Afflictions, the majority of which are now rare in the Western world organize the Sick Rose: gout, cholera, tuberculosis, advanced stages of syphilis. Online, the patients' suffering runs the danger of being seen as vintage"---nearly comical in its terrible extremity and its distance from our own time. In a blog post about the procedure for assembling and after promoting The Sick Rose, Barnett acknowledged to a sense of unease" about sending the images away into the world, worrying in regards to the kitsch, understanding, and emptily ironized approach" that could greet the images. (When Wired ran a slideshow of pictures from Sick Rose in May, for example, it was headlined Awesomely Gross Medical Illustrations From the 19th Century") Over Skype, Barnett told me: These are all pictures of something that happened to someone somewhere. They're not imagined."

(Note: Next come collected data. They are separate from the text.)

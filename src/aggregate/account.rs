//! Account Aggregate
//!
//! The consistency boundary of the ledger. State is derived from events,
//! never directly mutated; decision methods validate a command against
//! current state and return the event to persist.

use chrono::{DateTime, Utc};
use rust_decimal::Decimal;
use serde::{Deserialize, Serialize};
use uuid::Uuid;

use crate::domain::{
    now_millis, AccountEvent, AccountType, Amount, Balance, DomainError, ACCOUNT_AGGREGATE,
};

use super::Aggregate;

/// Account lifecycle status
#[derive(Debug, Clone, Copy, PartialEq, Eq, Serialize, Deserialize)]
#[serde(rename_all = "lowercase")]
pub enum AccountStatus {
    Active,
    Closed,
}

impl Default for AccountStatus {
    fn default() -> Self {
        Self::Active
    }
}

impl std::fmt::Display for AccountStatus {
    fn fmt(&self, f: &mut std::fmt::Formatter<'_>) -> std::fmt::Result {
        match self {
            AccountStatus::Active => write!(f, "active"),
            AccountStatus::Closed => write!(f, "closed"),
        }
    }
}

/// Ledger account state, reconstituted on demand from the event log.
#[derive(Debug, Clone, Serialize, Deserialize)]
pub struct Account {
    id: Uuid,
    holder: String,
    account_type: AccountType,
    balance: Balance,
    status: AccountStatus,
    version: i64,
    created_at: Option<DateTime<Utc>>,
}

impl Default for Account {
    fn default() -> Self {
        Self {
            id: Uuid::nil(),
            holder: String::new(),
            account_type: AccountType::Checking,
            balance: Balance::zero(),
            status: AccountStatus::Active,
            version: 0,
            created_at: None,
        }
    }
}

impl Account {
    /// Decide an open: validates the opening balance and produces the
    /// creation event. Existence is the command service's check; this
    /// method only knows the rules of a fresh account.
    pub fn open(
        holder: impl Into<String>,
        account_type: AccountType,
        opening_balance: Decimal,
    ) -> Result<AccountEvent, DomainError> {
        use crate::domain::AmountError;

        let opening = Balance::new(opening_balance).map_err(|e| match e {
            AmountError::NegativeBalance(value) => {
                DomainError::NegativeOpeningBalance { amount: value }
            }
            other => DomainError::InvalidAmount(other.to_string()),
        })?;

        Ok(AccountEvent::AccountOpened {
            holder: holder.into(),
            account_type,
            opening_balance: opening.value(),
            created_at: now_millis(),
        })
    }

    /// Decide a deposit into this account.
    pub fn deposit(&self, amount: Decimal) -> Result<AccountEvent, DomainError> {
        self.ensure_active()?;
        let amount = validated_amount(amount)?;

        // The credited balance must stay representable; rejecting here
        // keeps every committed event replayable.
        self.balance
            .credit(&amount)
            .map_err(|_| DomainError::BalanceOverflow {
                balance: self.balance.value(),
                amount: amount.value(),
            })?;

        Ok(AccountEvent::FundsDeposited {
            amount: amount.value(),
        })
    }

    /// Decide a withdrawal from this account.
    pub fn withdraw(&self, amount: Decimal) -> Result<AccountEvent, DomainError> {
        self.ensure_active()?;
        let amount = validated_amount(amount)?;

        if !self.balance.is_sufficient_for(&amount) {
            return Err(DomainError::InsufficientFunds {
                balance: self.balance.value(),
                requested: amount.value(),
            });
        }

        Ok(AccountEvent::FundsWithdrawn {
            amount: amount.value(),
        })
    }

    /// Decide a close. Only a drained account can close.
    pub fn close(&self) -> Result<AccountEvent, DomainError> {
        self.ensure_active()?;

        if !self.balance.is_zero() {
            return Err(DomainError::BalanceNotZero {
                account_id: self.id,
                balance: self.balance.value(),
            });
        }

        Ok(AccountEvent::AccountClosed)
    }

    fn ensure_active(&self) -> Result<(), DomainError> {
        match self.status {
            AccountStatus::Active => Ok(()),
            AccountStatus::Closed => Err(DomainError::AccountClosed {
                account_id: self.id,
            }),
        }
    }

    pub fn holder(&self) -> &str {
        &self.holder
    }

    pub fn account_type(&self) -> AccountType {
        self.account_type
    }

    pub fn balance(&self) -> &Balance {
        &self.balance
    }

    pub fn status(&self) -> AccountStatus {
        self.status
    }

    pub fn is_closed(&self) -> bool {
        self.status == AccountStatus::Closed
    }

    pub fn created_at(&self) -> Option<DateTime<Utc>> {
        self.created_at
    }

    /// Bind the aggregate id after reconstitution. The id lives in the
    /// envelope, not the payload, so the fold cannot learn it on its own.
    pub fn with_id(mut self, id: Uuid) -> Self {
        self.id = id;
        self
    }
}

/// Validate a raw command amount into the domain's terms.
fn validated_amount(amount: Decimal) -> Result<Amount, DomainError> {
    use crate::domain::AmountError;

    Amount::new(amount).map_err(|e| match e {
        AmountError::NotPositive(value) => DomainError::NonPositiveAmount { amount: value },
        other => DomainError::InvalidAmount(other.to_string()),
    })
}

impl Aggregate for Account {
    type Event = AccountEvent;

    fn aggregate_type() -> &'static str {
        ACCOUNT_AGGREGATE
    }

    fn id(&self) -> Uuid {
        self.id
    }

    fn version(&self) -> i64 {
        self.version
    }

    fn apply(mut self, event: Self::Event) -> Self {
        match event {
            AccountEvent::AccountOpened {
                holder,
                account_type,
                opening_balance,
                created_at,
            } => {
                self.holder = holder;
                self.account_type = account_type;
                self.balance =
                    Balance::new(opening_balance).expect("invalid opening balance in event");
                self.status = AccountStatus::Active;
                self.created_at = Some(created_at);
            }

            AccountEvent::FundsDeposited { amount } => {
                let amount = Amount::new(amount).expect("invalid amount in event");
                self.balance = self.balance.credit(&amount).expect("balance overflow");
            }

            AccountEvent::FundsWithdrawn { amount } => {
                let amount = Amount::new(amount).expect("invalid amount in event");
                self.balance = self.balance.debit(&amount).expect("balance underflow");
            }

            AccountEvent::AccountClosed => {
                self.status = AccountStatus::Closed;
            }
        }

        self.version += 1;
        self
    }
}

As historical medical pictures go archivists, scholars and digital are being forced to weigh the benefits of disseminating the interesting and undoubtedly important record of the progression of medical practice with matters that the pictures will be misunderstood and misused. Making the images available will almost certainly cause some tone deaf uses and aspect at best---exploiting the shock value of a disfigured face or body at On the flip side, digitization of the sorts of images which were once accessible only to researchers with the resources to travel to archives can do a lot of good. Such visibility can raise awareness about past wrongs, facilitate connections between historians and also the families of former patients , even supply us with a fresh strategy to think about our own mortality. (Because there are good arguments on either side, and because these medical images may be upsetting to some readers, we have decided to put the photos we're printing with this specific post behind an electronic scrim, which allows you, the reader, to decide whether to see them.)

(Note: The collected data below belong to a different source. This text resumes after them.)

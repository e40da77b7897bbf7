//! Projection errors
//!
//! Per-target failures. These are logged and absorbed by the stream
//! consumer; re-delivery retries them on the next pass.

use std::time::Duration;

use uuid::Uuid;

/// Errors from a projection target
#[derive(Debug, thiserror::Error)]
pub enum ProjectionError {
    #[error("Database error: {0}")]
    Database(#[from] sqlx::Error),

    /// A balance-moving event arrived for an account the target has never
    /// seen, which means its open event was lost or is still in flight.
    #[error("No projected state for account {account_id}")]
    MissingState { account_id: Uuid },

    #[error("Call timed out after {0:?}")]
    Timeout(Duration),

    /// Key-value store adapter failure
    #[error("Store error: {0}")]
    Store(String),
}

Here's one case that shows how far such digitized pictures can slip away from their circumstances. Art historian Suzannah Biernoff has written about the destiny of a group of patient images from the Gillies Archives These are the World War I-era records of Queen Mary's Hospital, Sidcup, in the U.K., where plastic surgeon Harold Gillies headed a special unit treating injuries that required maxillofacial surgery. Gillies commissioned artists and photographers to record his patients' presurgical injuries, using the images to plan the approach of his team.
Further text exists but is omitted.